## What to produce
Do any lines in the data below contain "iter"? If so, copy every one of them.

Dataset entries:
Content starts
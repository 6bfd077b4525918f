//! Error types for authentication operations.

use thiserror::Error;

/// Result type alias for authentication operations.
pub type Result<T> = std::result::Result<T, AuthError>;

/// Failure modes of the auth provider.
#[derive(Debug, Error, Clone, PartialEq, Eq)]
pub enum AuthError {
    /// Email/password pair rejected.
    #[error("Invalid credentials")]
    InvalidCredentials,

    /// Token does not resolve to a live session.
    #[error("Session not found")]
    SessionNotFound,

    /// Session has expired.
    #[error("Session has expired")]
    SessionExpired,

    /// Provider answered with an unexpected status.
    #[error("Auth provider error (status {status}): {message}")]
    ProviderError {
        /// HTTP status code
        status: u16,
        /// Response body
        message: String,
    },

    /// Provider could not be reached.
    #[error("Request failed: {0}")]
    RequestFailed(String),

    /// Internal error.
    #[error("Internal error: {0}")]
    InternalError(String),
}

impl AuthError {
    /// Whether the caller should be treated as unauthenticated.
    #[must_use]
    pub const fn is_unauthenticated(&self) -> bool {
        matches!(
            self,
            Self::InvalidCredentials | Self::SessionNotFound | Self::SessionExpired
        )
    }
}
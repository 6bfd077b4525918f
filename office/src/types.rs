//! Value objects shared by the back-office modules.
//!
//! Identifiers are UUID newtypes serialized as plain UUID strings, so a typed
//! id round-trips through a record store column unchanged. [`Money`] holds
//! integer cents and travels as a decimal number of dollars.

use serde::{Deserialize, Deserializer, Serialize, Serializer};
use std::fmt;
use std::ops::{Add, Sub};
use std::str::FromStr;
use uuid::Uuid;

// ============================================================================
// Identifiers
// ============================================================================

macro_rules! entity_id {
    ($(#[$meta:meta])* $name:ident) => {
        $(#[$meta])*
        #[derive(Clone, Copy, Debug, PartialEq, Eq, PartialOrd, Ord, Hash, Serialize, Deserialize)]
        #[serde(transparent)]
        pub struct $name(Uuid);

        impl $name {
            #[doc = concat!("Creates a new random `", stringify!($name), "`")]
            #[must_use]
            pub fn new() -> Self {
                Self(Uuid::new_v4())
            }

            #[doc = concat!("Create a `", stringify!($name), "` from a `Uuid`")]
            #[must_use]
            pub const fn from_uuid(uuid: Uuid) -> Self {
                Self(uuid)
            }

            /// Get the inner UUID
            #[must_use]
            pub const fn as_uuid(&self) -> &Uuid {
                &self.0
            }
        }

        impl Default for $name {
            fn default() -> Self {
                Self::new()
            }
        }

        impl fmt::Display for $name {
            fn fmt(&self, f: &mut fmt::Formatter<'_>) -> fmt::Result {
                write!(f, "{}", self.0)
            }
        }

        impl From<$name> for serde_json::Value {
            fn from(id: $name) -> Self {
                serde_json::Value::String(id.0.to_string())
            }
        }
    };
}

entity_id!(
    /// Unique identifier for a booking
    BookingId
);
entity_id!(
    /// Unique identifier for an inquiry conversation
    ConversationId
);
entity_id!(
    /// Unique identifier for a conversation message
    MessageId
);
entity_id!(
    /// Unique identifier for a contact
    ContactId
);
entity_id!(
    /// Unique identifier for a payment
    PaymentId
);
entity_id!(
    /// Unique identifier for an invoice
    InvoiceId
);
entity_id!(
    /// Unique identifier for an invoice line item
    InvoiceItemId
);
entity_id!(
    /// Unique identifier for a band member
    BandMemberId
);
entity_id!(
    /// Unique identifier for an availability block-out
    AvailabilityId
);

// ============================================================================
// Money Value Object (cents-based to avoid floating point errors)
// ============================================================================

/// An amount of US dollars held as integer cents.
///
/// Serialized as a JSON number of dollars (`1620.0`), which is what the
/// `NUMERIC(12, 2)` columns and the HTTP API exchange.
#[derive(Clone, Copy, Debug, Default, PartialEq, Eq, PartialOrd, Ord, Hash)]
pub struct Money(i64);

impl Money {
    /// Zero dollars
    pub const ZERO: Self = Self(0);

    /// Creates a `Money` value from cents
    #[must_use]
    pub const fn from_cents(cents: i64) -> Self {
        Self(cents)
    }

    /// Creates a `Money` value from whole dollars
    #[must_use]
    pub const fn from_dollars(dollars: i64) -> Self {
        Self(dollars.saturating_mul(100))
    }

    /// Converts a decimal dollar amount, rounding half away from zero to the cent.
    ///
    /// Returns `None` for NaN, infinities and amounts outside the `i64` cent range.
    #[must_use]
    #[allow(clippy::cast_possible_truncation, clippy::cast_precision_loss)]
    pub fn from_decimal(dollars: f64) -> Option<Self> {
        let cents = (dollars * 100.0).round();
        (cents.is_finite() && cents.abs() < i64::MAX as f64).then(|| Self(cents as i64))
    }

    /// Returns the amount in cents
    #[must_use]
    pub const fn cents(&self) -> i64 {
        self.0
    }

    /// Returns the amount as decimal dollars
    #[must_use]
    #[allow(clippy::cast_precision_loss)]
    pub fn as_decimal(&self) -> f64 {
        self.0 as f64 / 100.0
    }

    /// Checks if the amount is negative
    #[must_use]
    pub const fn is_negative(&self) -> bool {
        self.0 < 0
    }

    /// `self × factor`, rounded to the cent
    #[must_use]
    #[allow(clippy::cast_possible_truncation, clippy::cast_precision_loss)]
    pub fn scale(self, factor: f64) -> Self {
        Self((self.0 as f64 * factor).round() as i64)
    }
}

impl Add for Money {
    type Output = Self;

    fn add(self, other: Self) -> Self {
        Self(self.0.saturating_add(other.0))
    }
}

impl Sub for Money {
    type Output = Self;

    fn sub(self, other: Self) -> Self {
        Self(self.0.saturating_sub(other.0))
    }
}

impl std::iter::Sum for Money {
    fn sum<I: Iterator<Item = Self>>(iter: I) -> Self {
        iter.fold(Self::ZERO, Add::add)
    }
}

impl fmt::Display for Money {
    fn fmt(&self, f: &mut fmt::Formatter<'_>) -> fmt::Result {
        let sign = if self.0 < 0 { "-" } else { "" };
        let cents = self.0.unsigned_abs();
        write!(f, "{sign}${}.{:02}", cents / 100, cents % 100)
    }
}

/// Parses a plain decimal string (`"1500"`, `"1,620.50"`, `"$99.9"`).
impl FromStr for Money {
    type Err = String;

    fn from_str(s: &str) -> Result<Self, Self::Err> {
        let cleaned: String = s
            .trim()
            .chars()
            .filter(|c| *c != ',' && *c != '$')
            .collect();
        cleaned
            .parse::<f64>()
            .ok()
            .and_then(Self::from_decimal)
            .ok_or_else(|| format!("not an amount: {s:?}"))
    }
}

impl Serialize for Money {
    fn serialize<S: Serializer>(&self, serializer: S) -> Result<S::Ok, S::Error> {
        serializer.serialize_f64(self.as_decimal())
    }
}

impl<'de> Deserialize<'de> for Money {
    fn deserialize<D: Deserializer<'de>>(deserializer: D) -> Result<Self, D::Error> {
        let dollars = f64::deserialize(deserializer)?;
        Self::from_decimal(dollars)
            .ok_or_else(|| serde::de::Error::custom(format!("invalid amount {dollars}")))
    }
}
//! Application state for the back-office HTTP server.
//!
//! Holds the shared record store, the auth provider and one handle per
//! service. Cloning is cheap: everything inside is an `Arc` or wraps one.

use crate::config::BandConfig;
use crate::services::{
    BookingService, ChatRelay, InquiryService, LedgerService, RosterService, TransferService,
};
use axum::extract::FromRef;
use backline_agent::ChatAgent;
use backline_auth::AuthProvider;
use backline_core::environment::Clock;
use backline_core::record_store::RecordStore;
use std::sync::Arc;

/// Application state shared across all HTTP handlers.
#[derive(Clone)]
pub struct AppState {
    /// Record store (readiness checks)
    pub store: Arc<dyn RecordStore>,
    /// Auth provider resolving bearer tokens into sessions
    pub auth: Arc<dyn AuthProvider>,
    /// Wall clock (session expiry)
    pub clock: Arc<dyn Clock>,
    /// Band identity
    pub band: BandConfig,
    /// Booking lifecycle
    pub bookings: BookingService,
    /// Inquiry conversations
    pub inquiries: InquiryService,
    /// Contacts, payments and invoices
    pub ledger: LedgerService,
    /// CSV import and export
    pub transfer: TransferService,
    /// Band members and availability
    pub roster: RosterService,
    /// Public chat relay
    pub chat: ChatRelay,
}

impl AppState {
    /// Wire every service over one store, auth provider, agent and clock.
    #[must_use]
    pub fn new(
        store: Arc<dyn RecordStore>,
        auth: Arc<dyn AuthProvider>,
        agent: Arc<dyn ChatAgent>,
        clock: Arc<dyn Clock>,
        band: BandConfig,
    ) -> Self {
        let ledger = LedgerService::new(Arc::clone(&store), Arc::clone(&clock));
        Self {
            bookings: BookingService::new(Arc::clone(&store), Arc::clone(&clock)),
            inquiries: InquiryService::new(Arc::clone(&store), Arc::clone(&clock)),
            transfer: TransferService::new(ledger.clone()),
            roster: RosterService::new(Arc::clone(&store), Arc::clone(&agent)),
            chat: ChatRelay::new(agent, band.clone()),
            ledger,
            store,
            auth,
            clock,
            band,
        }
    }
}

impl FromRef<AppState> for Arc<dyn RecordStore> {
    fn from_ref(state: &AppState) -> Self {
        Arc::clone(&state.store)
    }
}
Content ends
## Exercise result
impl std::iter::Sum for Money {
    fn sum<I: Iterator<Item = Self>>(iter: I) -> Self {
        iter.fold(Self::ZERO, Add::add)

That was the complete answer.